An image will be recorded forever from the Mexican election campaign: an aspiring MP takes a "selfie" and is immediately shot in the back.

Fernando Purón, candidate for the position of federal deputy for the Institutional Revolutionary Party (PRI), was murdered when a photo was taken with a sympathizer leaving a debate in which he spoke several times about the fight that was going on. he led against Los Zetas, one of the most brutal cartels of Mexico when he was mayor of Piedras Negras, Coahuila

Purón is only one Of the 136 politicians who were murdered since the start of the electoral process in September Mexico (28 of them were pre-candidates and 20 other candidates), according to Etellekt consultancy.

A significantly higher number than the one recorded in 2012, when nine politicians and one candidate were killed, he adds.

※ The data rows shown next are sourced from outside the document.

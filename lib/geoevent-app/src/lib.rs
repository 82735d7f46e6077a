//! High-level application primitives.
//!
//! This crate provides the pieces needed to bootstrap a host process before any transports run, such as initializing
//! logging.
#![deny(warnings)]
#![deny(missing_docs)]

pub mod logging;

/// Common imports.
pub mod prelude {
    pub use super::logging::{fatal_and_exit, initialize_logging, LoggingConfiguration, LoggingGuard};
}
//! Generic error handling shared by the workspace.

use std::fmt::Display;

/// An opaque error type for application seams.
///
/// Typed errors (`snafu` enums) are used wherever callers are expected to match on the failure. Everywhere else, errors
/// are erased into `GenericError` and carried along with context.
pub type GenericError = anyhow::Error;

/// Constructs a [`GenericError`].
///
/// Accepts a string literal, a format string with arguments, or any value implementing `Debug` and `Display` (such as
/// an existing error, whose source chain is preserved).
#[macro_export]
macro_rules! generic_error {
    ($msg:literal $(,)?) => { $crate::error::_anyhow!($msg) };
    ($err:expr $(,)?) => { $crate::error::_anyhow!($err) };
    ($fmt:expr, $($arg:tt)*) => { $crate::error::_anyhow!($fmt, $($arg)*) };
}

#[doc(hidden)]
pub use anyhow::anyhow as _anyhow;

mod sealed {
    pub trait Sealed {}

    impl<T, E> Sealed for Result<T, E> {}
}

/// Attaches context to a fallible result, converting it into a [`GenericError`].
///
/// Named distinctly from `anyhow::Context` so it can be imported next to `snafu::ResultExt` without the two extension
/// methods colliding.
pub trait ErrorContext<T>: sealed::Sealed {
    /// Wraps the error with `context`.
    fn error_context<C>(self, context: C) -> Result<T, GenericError>
    where
        C: Display + Send + Sync + 'static;

    /// Wraps the error with context produced by `f`, evaluated only on failure.
    fn with_error_context<C, F>(self, f: F) -> Result<T, GenericError>
    where
        C: Display + Send + Sync + 'static,
        F: FnOnce() -> C;
}

impl<T, E> ErrorContext<T> for Result<T, E>
where
    E: std::error::Error + Send + Sync + 'static,
{
    fn error_context<C>(self, context: C) -> Result<T, GenericError>
    where
        C: Display + Send + Sync + 'static,
    {
        self.map_err(|e| GenericError::new(e).context(context))
    }

    fn with_error_context<C, F>(self, f: F) -> Result<T, GenericError>
    where
        C: Display + Send + Sync + 'static,
        F: FnOnce() -> C,
    {
        self.map_err(|e| GenericError::new(e).context(f()))
    }
}
use std::sync::atomic::{AtomicU64, Ordering};

use metrics::{counter, Counter};

struct TrackedCounter {
    value: AtomicU64,
    counter: Counter,
}

impl TrackedCounter {
    fn new(metric_name: &'static str, component_id: &str) -> Self {
        Self {
            value: AtomicU64::new(0),
            counter: counter!(metric_name, "component_id" => component_id.to_string()),
        }
    }

    fn increment(&self) {
        self.value.fetch_add(1, Ordering::Relaxed);
        self.counter.increment(1);
    }

    fn get(&self) -> u64 {
        self.value.load(Ordering::Relaxed)
    }
}

/// Per-transport ingest statistics.
///
/// Every counter is kept locally, for [`snapshot`][Self::snapshot], and also emitted through the `metrics` facade with
/// a `component_id` label.
pub struct TransportStatistics {
    events_received: TrackedCounter,
    events_dropped_not_started: TrackedCounter,
    documents_inserted: TrackedCounter,
    decode_errors: TrackedCounter,
    parse_errors: TrackedCounter,
    insert_errors: TrackedCounter,
}

impl TransportStatistics {
    /// Creates a new `TransportStatistics` for the given component.
    pub fn new(component_id: &str) -> Self {
        Self {
            events_received: TrackedCounter::new("transport_events_received_total", component_id),
            events_dropped_not_started: TrackedCounter::new("transport_events_dropped_not_started_total", component_id),
            documents_inserted: TrackedCounter::new("transport_documents_inserted_total", component_id),
            decode_errors: TrackedCounter::new("transport_decode_errors_total", component_id),
            parse_errors: TrackedCounter::new("transport_parse_errors_total", component_id),
            insert_errors: TrackedCounter::new("transport_insert_errors_total", component_id),
        }
    }

    pub(crate) fn event_received(&self) {
        self.events_received.increment();
    }

    pub(crate) fn event_dropped_not_started(&self) {
        self.events_dropped_not_started.increment();
    }

    pub(crate) fn document_inserted(&self) {
        self.documents_inserted.increment();
    }

    pub(crate) fn decode_error(&self) {
        self.decode_errors.increment();
    }

    pub(crate) fn parse_error(&self) {
        self.parse_errors.increment();
    }

    pub(crate) fn insert_error(&self) {
        self.insert_errors.increment();
    }

    /// Returns a point-in-time copy of the counters.
    pub fn snapshot(&self) -> StatisticsSnapshot {
        StatisticsSnapshot {
            events_received: self.events_received.get(),
            events_dropped_not_started: self.events_dropped_not_started.get(),
            documents_inserted: self.documents_inserted.get(),
            decode_errors: self.decode_errors.get(),
            parse_errors: self.parse_errors.get(),
            insert_errors: self.insert_errors.get(),
        }
    }
}

/// A point-in-time copy of [`TransportStatistics`].
#[derive(Clone, Copy, Debug, Default, Eq, PartialEq)]
pub struct StatisticsSnapshot {
    /// Events handed to the transport.
    pub events_received: u64,

    /// Events dropped because the transport was not started.
    pub events_dropped_not_started: u64,

    /// Documents successfully inserted.
    pub documents_inserted: u64,

    /// Events dropped because they could not be decoded.
    pub decode_errors: u64,

    /// Events dropped because they could not be parsed.
    pub parse_errors: u64,

    /// Events dropped because the insert failed.
    pub insert_errors: u64,
}

#[cfg(test)]
mod tests {
    use super::*;

    #[test]
    fn snapshot_reflects_increments() {
        let statistics = TransportStatistics::new("test");
        statistics.event_received();
        statistics.event_received();
        statistics.document_inserted();
        statistics.parse_error();

        assert_eq!(
            statistics.snapshot(),
            StatisticsSnapshot {
                events_received: 2,
                documents_inserted: 1,
                parse_errors: 1,
                ..Default::default()
            }
        );
    }
}
use clap::Args;
use colored::Colorize;
use layoutkit::lookup::{LookupOption, LookupProperties, LookupSource, ResultMap};

use crate::{commands::to_pretty, config::LookupConfig, ctx::AppContext};

#[derive(Debug, Args)]
pub struct LookupArgs {
    /// Endpoint options are fetched from
    pub fetch_action: String,
    /// Query parameter used for searches
    #[arg(long, default_value = "q")]
    pub search_field: String,
    /// Response keys holding label and value, tried in order
    #[arg(long = "map", value_name = "LABEL=VALUE", value_parser = parse_result_map)]
    pub result_map: Vec<ResultMap>,
    /// Search text; without it the unfiltered list is fetched
    #[arg(long)]
    pub query: Option<String>,
    /// Create an option with this label through `--create-action`
    #[arg(long, requires = "create_action")]
    pub add: Option<String>,
    /// Endpoint new options are posted to
    #[arg(long)]
    pub create_action: Option<String>,
}

pub fn parse_result_map(s: &str) -> Result<ResultMap, String> {
    match s.split_once('=') {
        Some((label, value)) if !label.is_empty() && !value.is_empty() => Ok(ResultMap {
            label: label.to_string(),
            value: value.to_string(),
        }),
        _ => Err(format!("invalid LABEL=VALUE: `{s}`")),
    }
}

/// Lookup properties for `args`, debounced per `config`.
pub fn properties(config: &LookupConfig, args: &LookupArgs) -> LookupProperties {
    let mut props = LookupProperties::new(args.fetch_action.clone());
    props.search_field = args.search_field.clone();
    props.result_map = args.result_map.clone();
    props.allow_search = args.query.is_some();
    props.allow_add_new = args.create_action.is_some();
    props.create_action = args.create_action.clone();
    props.debounce = config.debounce_ms;
    props
}

fn print_options(options: &[LookupOption]) {
    println!("{}", format!("{} options", options.len()).bold().green());
    for option in options {
        println!("  {} = {}", option.value.cyan(), option.label);
    }
}

pub async fn run(ctx: &AppContext, args: LookupArgs) -> anyhow::Result<()> {
    let transport = ctx.transport()?;
    let mut source = LookupSource::new(properties(&ctx.config.lookup, &args));

    match &args.query {
        Some(query) => {
            if let Some(options) = source.search(&transport, query).await {
                source.set_options(options);
            }
        }
        None => {
            source.load(&transport).await;
        }
    }
    print_options(source.options());

    if let Some(label) = &args.add {
        match source.add_new(&transport, label).await {
            Some(option) => println!("{} {}", "Created".bold().green(), to_pretty(&option)?),
            None => bail!("could not create option '{label}'"),
        }
    }
    Ok(())
}

#[cfg(test)]
mod tests {
    use super::*;

    #[test]
    fn test_parse_result_map() {
        let map = parse_result_map("name=id").unwrap();
        assert_eq!(map.label, "name");
        assert_eq!(map.value, "id");
        assert!(parse_result_map("name").is_err());
        assert!(parse_result_map("name=").is_err());
    }

    #[test]
    fn test_properties() {
        let args = LookupArgs {
            fetch_action: "/users".into(),
            search_field: "search".into(),
            result_map: vec![parse_result_map("name=id").unwrap()],
            query: Some("ada".into()),
            add: None,
            create_action: None,
        };
        let props = properties(&LookupConfig { debounce_ms: 50 }, &args);
        assert_eq!(props.fetch_action, "/users");
        assert_eq!(props.search_field, "search");
        assert_eq!(props.debounce, 50);
        assert!(props.allow_search);
        assert!(!props.allow_add_new);
    }
}
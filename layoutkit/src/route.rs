//! Route path helpers.
//!
//! Route templates use `:name` placeholders. Placeholder names may be dotted
//! (`:user.name`) to address nested response fields; router libraries that do
//! not accept dots get the slugged form (`:user_name`) from
//! [`safe_slugged_route`] and turn matched params back into a nested object
//! with [`nest_slugged_params`].

use std::sync::LazyLock;

use regex::{Captures, Regex};
use serde::Serialize;
use serde_json::{Map, Value};

static PLACEHOLDER: LazyLock<Regex> = LazyLock::new(|| {
    Regex::new(r":([a-zA-Z0-9_.]+)").unwrap_or_else(|e| panic!("placeholder pattern: {e}"))
});

const SLUG_SEPARATOR: &str = "_";

/// Follow a dot-path through nested objects and arrays.
pub fn lookup<'a>(source: &'a Value, path: &str) -> Option<&'a Value> {
    path.split('.').try_fold(source, |cur, part| match cur {
        Value::Object(m) => m.get(part),
        Value::Array(a) => part.parse::<usize>().ok().and_then(|i| a.get(i)),
        _ => None,
    })
}

fn scalar_text(value: &Value) -> Option<String> {
    match value {
        Value::String(s) => Some(s.clone()),
        Value::Number(n) => Some(n.to_string()),
        Value::Bool(b) => Some(b.to_string()),
        _ => None,
    }
}

/// Substitute `:name` placeholders in `template` from `params`.
///
/// With `named_payload_path`, parameters are read from the value at that
/// dot-path inside `params` (the whole of `params` if the path is absent).
/// A placeholder is looked up first as a dot-path, then as a flat key.
/// Placeholders without a scalar value are left untouched.
pub fn resolve_dynamic_path(template: &str, params: &Value, named_payload_path: Option<&str>) -> String {
    let source = named_payload_path
        .and_then(|p| lookup(params, p))
        .unwrap_or(params);

    PLACEHOLDER
        .replace_all(template, |caps: &Captures<'_>| {
            let name = &caps[1];
            lookup(source, name)
                .or_else(|| source.get(name))
                .and_then(scalar_text)
                .unwrap_or_else(|| caps[0].to_string())
        })
        .into_owned()
}

/// Replace dots in placeholder names with underscores: `:user.name` → `:user_name`.
pub fn safe_slugged_route(route: &str) -> String {
    PLACEHOLDER
        .replace_all(route, |caps: &Captures<'_>| format!(":{}", caps[1].replace('.', SLUG_SEPARATOR)))
        .into_owned()
}

/// Turn slugged route params back into a nested object: `{user_name: x}` → `{user: {name: x}}`.
///
/// When a shorter key already holds a scalar where a deeper key needs an
/// object, the scalar is replaced.
pub fn nest_slugged_params(flat: &Map<String, Value>) -> Value {
    let mut nested = Map::new();
    for (key, value) in flat {
        let parts: Vec<&str> = key.split(SLUG_SEPARATOR).collect();
        insert_at(&mut nested, &parts, value.clone());
    }
    Value::Object(nested)
}

fn insert_at(root: &mut Map<String, Value>, keys: &[&str], value: Value) {
    let Some((last, parents)) = keys.split_last() else {
        return;
    };
    let mut cur = root;
    for part in parents {
        let slot = cur
            .entry(part.to_string())
            .or_insert_with(|| Value::Object(Map::new()));
        if !slot.is_object() {
            *slot = Value::Object(Map::new());
        }
        cur = match slot {
            Value::Object(m) => m,
            _ => return,
        };
    }
    cur.insert(last.to_string(), value);
}

#[derive(Debug, Clone, PartialEq, Eq, Serialize)]
pub struct Breadcrumb {
    pub title: String,
    pub path: String,
}

/// One crumb per path segment, titled with the capitalized segment.
pub fn breadcrumbs(path: &str) -> Vec<Breadcrumb> {
    let parts: Vec<&str> = path.split('/').filter(|p| !p.is_empty()).collect();
    (0..parts.len())
        .map(|i| {
            let part = parts[i];
            let mut chars = part.chars();
            let title = match chars.next() {
                Some(c) => c.to_uppercase().chain(chars).collect(),
                None => String::new(),
            };
            Breadcrumb {
                title,
                path: format!("/{}", parts[..=i].join("/")),
            }
        })
        .collect()
}

#[cfg(test)]
mod tests {
    use serde_json::json;

    use super::*;

    #[test]
    fn test_resolve_dynamic_path() {
        let res = json!({"data": {"id": 7, "user": {"name": "ann"}}});
        assert_eq!(
            resolve_dynamic_path("/users/:id/:user.name", &res, Some("data")),
            "/users/7/ann"
        );
        assert_eq!(resolve_dynamic_path("/users/:id", &json!({"id": "x"}), None), "/users/x");
        // missing params keep the placeholder
        assert_eq!(resolve_dynamic_path("/users/:id", &json!({}), None), "/users/:id");
        // unknown payload path falls back to the whole response
        assert_eq!(resolve_dynamic_path("/u/:id", &json!({"id": 1}), Some("nope")), "/u/1");
    }

    #[test]
    fn test_slugs() {
        assert_eq!(safe_slugged_route("/users/:user.name/edit"), "/users/:user_name/edit");

        let flat = json!({"user_name": "x", "user_id": 2, "page": "1"});
        assert_eq!(
            nest_slugged_params(flat.as_object().unwrap()),
            json!({"user": {"name": "x", "id": 2}, "page": "1"})
        );
    }

    #[test]
    fn test_breadcrumbs() {
        let crumbs = breadcrumbs("/admin/users/");
        assert_eq!(
            crumbs,
            vec![
                Breadcrumb {
                    title: "Admin".into(),
                    path: "/admin".into()
                },
                Breadcrumb {
                    title: "Users".into(),
                    path: "/admin/users".into()
                },
            ]
        );
        assert!(breadcrumbs("/").is_empty());
    }
}
//! Filter query compiler.
//!
//! Table columns that opt into filtering produce a search form. Edits from that
//! form are folded into a flat [`SearchQuery`]: one condition per remote field,
//! replaced on every edit and removed when the value is cleared.

use serde_json::Value;

use crate::{
    model::{ColumnSchema, FieldSchema, FormSchema, InputKind, Properties, SearchCondition, SearchQuery, TableSchema},
    transport::{self, Transport},
};

/// Operator used when a column does not declare one.
pub const DEFAULT_OPERATOR: &str = "eq";

/// One search field per filterable column, in column order.
pub fn derive_search_fields(columns: &[ColumnSchema]) -> Vec<FieldSchema> {
    columns
        .iter()
        .filter_map(|col| {
            let filter = col.active_filter()?;
            Some(
                FieldSchema::new(&col.data_index, filter.input_kind.unwrap_or(InputKind::Input))
                    .with_label(&col.title),
            )
        })
        .collect()
}

/// The search form shown above a table. It has no action of its own.
pub fn search_form(columns: &[ColumnSchema]) -> FormSchema {
    FormSchema {
        fields: derive_search_fields(columns),
        action: String::new(),
        dispatch: None,
    }
}

fn is_cleared(value: &Value) -> bool {
    match value {
        Value::Null => true,
        Value::String(s) => s.is_empty(),
        _ => false,
    }
}

/// Fold `changed` (search field name to new value) into `current`.
///
/// Keys that do not belong to a filterable column are ignored. For the others
/// the condition on `searchFieldKey` (or `dataIndex`) is replaced by the new
/// value with the column's operator, or removed when the value is null or an
/// empty string.
pub fn apply_change(current: &SearchQuery, changed: &Properties, columns: &[ColumnSchema]) -> SearchQuery {
    let mut conditions = current.and.clone();

    for (key, value) in changed {
        let Some((col, filter)) = columns
            .iter()
            .filter(|c| c.data_index == *key)
            .find_map(|c| c.active_filter().map(|f| (c, f)))
        else {
            continue;
        };

        let field = filter.search_field_key.as_deref().unwrap_or(&col.data_index);
        let operator = filter.operator.as_deref().unwrap_or(DEFAULT_OPERATOR);

        if let Some(idx) = conditions.iter().position(|c| c.field == field) {
            conditions.remove(idx);
        }
        if !is_cleared(value) {
            conditions.push(SearchCondition::new(field, operator, value.clone()));
        }
    }

    SearchQuery { and: conditions }
}

/// Live search state of one table.
#[derive(Debug, Clone)]
pub struct SearchSession {
    table: TableSchema,
    query: SearchQuery,
}

impl SearchSession {
    pub fn new(table: TableSchema) -> Self {
        Self {
            table,
            query: SearchQuery::default(),
        }
    }

    pub fn table(&self) -> &TableSchema {
        &self.table
    }

    pub fn query(&self) -> &SearchQuery {
        &self.query
    }

    pub fn search_fields(&self) -> Vec<FieldSchema> {
        derive_search_fields(&self.table.columns)
    }

    /// Apply an edit. Returns whether the query changed, i.e. whether rows
    /// need to be fetched again.
    pub fn apply(&mut self, changed: &Properties) -> bool {
        let next = apply_change(&self.query, changed, &self.table.columns);
        if next == self.query {
            return false;
        }
        self.query = next;
        true
    }

    pub fn reset(&mut self) {
        self.query = SearchQuery::default();
    }

    /// Post the current query to the table's data source. A failed search is
    /// logged and yields no rows.
    pub async fn search<X: Transport + ?Sized>(&self, transport: &X) -> Vec<Value> {
        match transport::post::<_, Vec<Value>, _>(transport, &self.table.data_source_url, &self.query).await {
            Ok(rows) => rows,
            Err(e) => {
                warn!("search on '{}' failed: {e}", self.table.data_source_url);
                Vec::new()
            }
        }
    }
}

#[cfg(test)]
mod tests {
    use serde_json::json;

    use super::*;
    use crate::{
        model::Filterable,
        transport::{ErrorSet, testing::StubTransport},
    };

    fn props(v: Value) -> Properties {
        v.as_object().cloned().unwrap()
    }

    fn columns() -> Vec<ColumnSchema> {
        vec![
            ColumnSchema::new("name").with_title("Name").with_filter(Filterable {
                apply: true,
                ..Default::default()
            }),
            ColumnSchema::new("status").with_title("Status").with_filter(Filterable {
                apply: true,
                input_kind: Some(InputKind::Select),
                search_field_key: Some("state".into()),
                operator: Some("in".into()),
            }),
            ColumnSchema::new("email").with_filter(Filterable::default()),
            ColumnSchema::new("created"),
        ]
    }

    #[test]
    fn test_derive_search_fields() {
        let fields = derive_search_fields(&columns());
        assert_eq!(fields.len(), 2);
        assert_eq!(fields[0].name, "name");
        assert_eq!(fields[0].input_kind, InputKind::Input);
        assert_eq!(fields[1].label, "Status");
        assert_eq!(fields[1].input_kind, InputKind::Select);
        assert!(search_form(&columns()).action.is_empty());
    }

    #[test]
    fn test_end_to_end() {
        let cols: Vec<ColumnSchema> =
            serde_json::from_value(json!([{"dataIndex": "name", "filterable": {"apply": true}}])).unwrap();

        let q = apply_change(&SearchQuery::default(), &props(json!({"name": "john"})), &cols);
        assert_eq!(
            serde_json::to_value(&q).unwrap(),
            json!({"and": [{"field": "name", "operator": "eq", "value": "john"}]})
        );

        let q = apply_change(&q, &props(json!({"name": ""})), &cols);
        assert_eq!(serde_json::to_value(&q).unwrap(), json!({"and": []}));
    }

    #[test]
    fn test_replace_not_append() {
        let cols = columns();
        let q = apply_change(&SearchQuery::default(), &props(json!({"status": "active"})), &cols);
        let q = apply_change(&q, &props(json!({"status": "inactive"})), &cols);
        assert_eq!(q.and.len(), 1);
        let c = q.condition("state").unwrap();
        assert_eq!(c.value, json!("inactive"));
        assert_eq!(c.operator, "in");
    }

    #[test]
    fn test_unknown_and_inactive_keys_ignored() {
        let q = apply_change(
            &SearchQuery::default(),
            &props(json!({"email": "x@y.z", "created": "2024", "bogus": 1, "name": null})),
            &columns(),
        );
        assert!(q.is_empty());
    }

    #[test]
    fn test_session_reports_changes() {
        let table = TableSchema {
            data_source_url: "/users/search".into(),
            columns: columns(),
            row_key: "id".into(),
        };
        let mut session = SearchSession::new(table);
        assert!(session.apply(&props(json!({"name": "ann"}))));
        assert!(!session.apply(&props(json!({"name": "ann"}))));
        assert!(!session.apply(&props(json!({"email": "ignored"}))));
        assert_eq!(session.search_fields().len(), 2);

        session.reset();
        assert!(session.query().is_empty());
    }

    #[tokio::test]
    async fn test_session_search() {
        let table = TableSchema {
            data_source_url: "/users/search".into(),
            columns: columns(),
            row_key: "id".into(),
        };
        let mut session = SearchSession::new(table.clone());
        session.apply(&props(json!({"name": "ann"})));

        let t = StubTransport::new().on_post("/users/search", Ok(json!([{"id": 1, "name": "ann"}])));
        assert_eq!(session.search(&t).await.len(), 1);
        assert_eq!(
            t.calls()[0].2,
            Some(json!({"and": [{"field": "name", "operator": "eq", "value": "ann"}]}))
        );

        let failing = StubTransport::new().on_post("/users/search", Err(ErrorSet::single("err", "boom")));
        assert!(session.search(&failing).await.is_empty());
    }
}
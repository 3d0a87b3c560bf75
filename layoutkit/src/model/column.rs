use schemars::JsonSchema;
use serde::{Deserialize, Serialize};
use serde_json::Value;

use crate::model::field::InputKind;

/// Filter configuration of a table column.
#[derive(Debug, Clone, Default, PartialEq, Serialize, Deserialize, JsonSchema)]
#[serde(rename_all = "camelCase")]
pub struct Filterable {
    #[serde(default)]
    pub apply: bool,
    /// Widget used in the search form, `input` when absent.
    #[serde(
        rename = "inputType",
        alias = "inputKind",
        default,
        skip_serializing_if = "Option::is_none"
    )]
    pub input_kind: Option<InputKind>,
    /// Remote field name, `dataIndex` when absent.
    #[serde(default, skip_serializing_if = "Option::is_none")]
    pub search_field_key: Option<String>,
    /// Comparison operator, `eq` when absent.
    #[serde(default, skip_serializing_if = "Option::is_none")]
    pub operator: Option<String>,
}

/// One table column.
#[derive(Debug, Clone, Default, PartialEq, Serialize, Deserialize, JsonSchema)]
#[serde(rename_all = "camelCase")]
pub struct ColumnSchema {
    pub data_index: String,
    #[serde(default, skip_serializing_if = "Option::is_none")]
    pub key: Option<String>,
    #[serde(default)]
    pub title: String,
    #[serde(default)]
    pub sortable: bool,
    #[serde(default, skip_serializing_if = "Option::is_none")]
    pub width: Option<Value>,
    #[serde(default, skip_serializing_if = "Option::is_none")]
    pub filterable: Option<Filterable>,
}

impl ColumnSchema {
    pub fn new(data_index: impl Into<String>) -> Self {
        Self {
            data_index: data_index.into(),
            ..Default::default()
        }
    }

    pub fn with_title(mut self, title: impl Into<String>) -> Self {
        self.title = title.into();
        self
    }

    pub fn with_filter(mut self, filterable: Filterable) -> Self {
        self.filterable = Some(filterable);
        self
    }

    /// Column key, falling back to `dataIndex`.
    pub fn key(&self) -> &str {
        self.key.as_deref().unwrap_or(&self.data_index)
    }

    /// Filter config when the column takes part in search.
    pub fn active_filter(&self) -> Option<&Filterable> {
        self.filterable.as_ref().filter(|f| f.apply)
    }
}

fn default_row_key() -> String {
    "id".to_string()
}

/// A remotely searched table.
#[derive(Debug, Clone, PartialEq, Serialize, Deserialize, JsonSchema)]
#[serde(rename_all = "camelCase")]
pub struct TableSchema {
    /// Endpoint the search query is posted to.
    pub data_source_url: String,
    pub columns: Vec<ColumnSchema>,
    #[serde(default = "default_row_key")]
    pub row_key: String,
}
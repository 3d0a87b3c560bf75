//! Built-in renderer that echoes its input.
//!
//! The CLI has no visual renderers; every bound component renders to
//! `{"component": <name>, "props": <properties>}` so composed trees can be
//! inspected as JSON.

use layoutkit::{ComponentMap, Properties, Renderer};
use serde_json::{Value, json};

use crate::config::AppConfig;

/// Component names bound out of the box.
pub const BUILTIN_COMPONENTS: &[&str] = &[
    // structural
    "layout",
    "header",
    "sidebar",
    "sider",
    "content",
    "footer",
    // generic
    "form",
    "table",
    "detail",
    "charts",
    "div",
    "button",
    "search",
    "switch",
    "badge",
    "dropdown",
    "avatar",
    "menu",
    "title",
    "card",
    "text",
    "link",
    // renderer components
    "ChartRenderer",
    "DetailRenderer",
    "FormRenderer",
    "TableRenderer",
    "TabRenderer",
    "PopupRenderer",
    "WrapperRenderer",
];

/// Renderer echoing `name` and the merged properties.
pub fn passthrough(name: &str) -> impl Renderer + 'static {
    let name = name.to_string();
    move |props: &Properties| json!({"component": name, "props": Value::Object(props.clone())})
}

/// Component map for `config`: built-ins, configured components, then aliases.
///
/// Aliases pointing at an unknown component are skipped with a warning.
pub fn component_map(config: &AppConfig) -> ComponentMap {
    let mut map = ComponentMap::new();
    let names = BUILTIN_COMPONENTS
        .iter()
        .copied()
        .chain(config.components.iter().map(String::as_str));
    for name in names {
        map.insert(name, passthrough(name));
    }

    for (alias, target) in &config.aliases {
        match map.get(target).cloned() {
            Some(handle) => {
                map.insert_handle(alias, handle);
            }
            None => warn!("alias '{alias}' points at unknown component '{target}'"),
        }
    }
    map
}

#[cfg(test)]
mod tests {
    use super::*;

    #[test]
    fn test_component_map() {
        let mut config = AppConfig::default();
        config.components.push("UserList".into());
        config.aliases.insert("People".into(), "UserList".into());
        config.aliases.insert("Broken".into(), "Nope".into());

        let map = component_map(&config);
        assert!(map.contains("layout"));
        assert!(map.contains("UserList"));
        assert!(!map.contains("Broken"));

        let people = map.get("People").unwrap();
        assert!(people.same_as(map.get("UserList").unwrap()));

        let mut props = Properties::new();
        props.insert("a".into(), json!(1));
        assert_eq!(
            people.render(&props),
            json!({"component": "UserList", "props": {"a": 1}})
        );
    }
}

This is only one sample – according to experts – of the bloody penetration of organized crime that seeks to gain loyalty among the authorities to gain territorial control and access public resources.

Thus, they have guarantees that they "obey their instructions as a hitman or organized crime". AFP Luis Carlos Ugalde, consultant and former president of the Mexican Electoral Authority

"They think that a politician is not going to compromise, negotiate, give in, they kill him", underlines -t it.

Violence in Mexico is growing by leaps and bounds. Corps mutilated, burned, abandoned on the roads; police and military ambush; women raped, beheaded found floating in the rivers, are images that are repeated in recent years.

– "Silver or lead" –

There is more and more evidence that mafias engage in drug trafficking According to Guillermo Zepeda, a researcher at Jalisco College, politics, especially at the municipal level, influence the election results, promote people who look like them and intimidate those who oppose it

"It is as such The powerful presence of organized crime in states like Guerrero (south) and Michoacán (west), with a greater number of victims and threatened candidates, has imbued local government structures, as well as social and economic life in communities dependent on their illegal activities.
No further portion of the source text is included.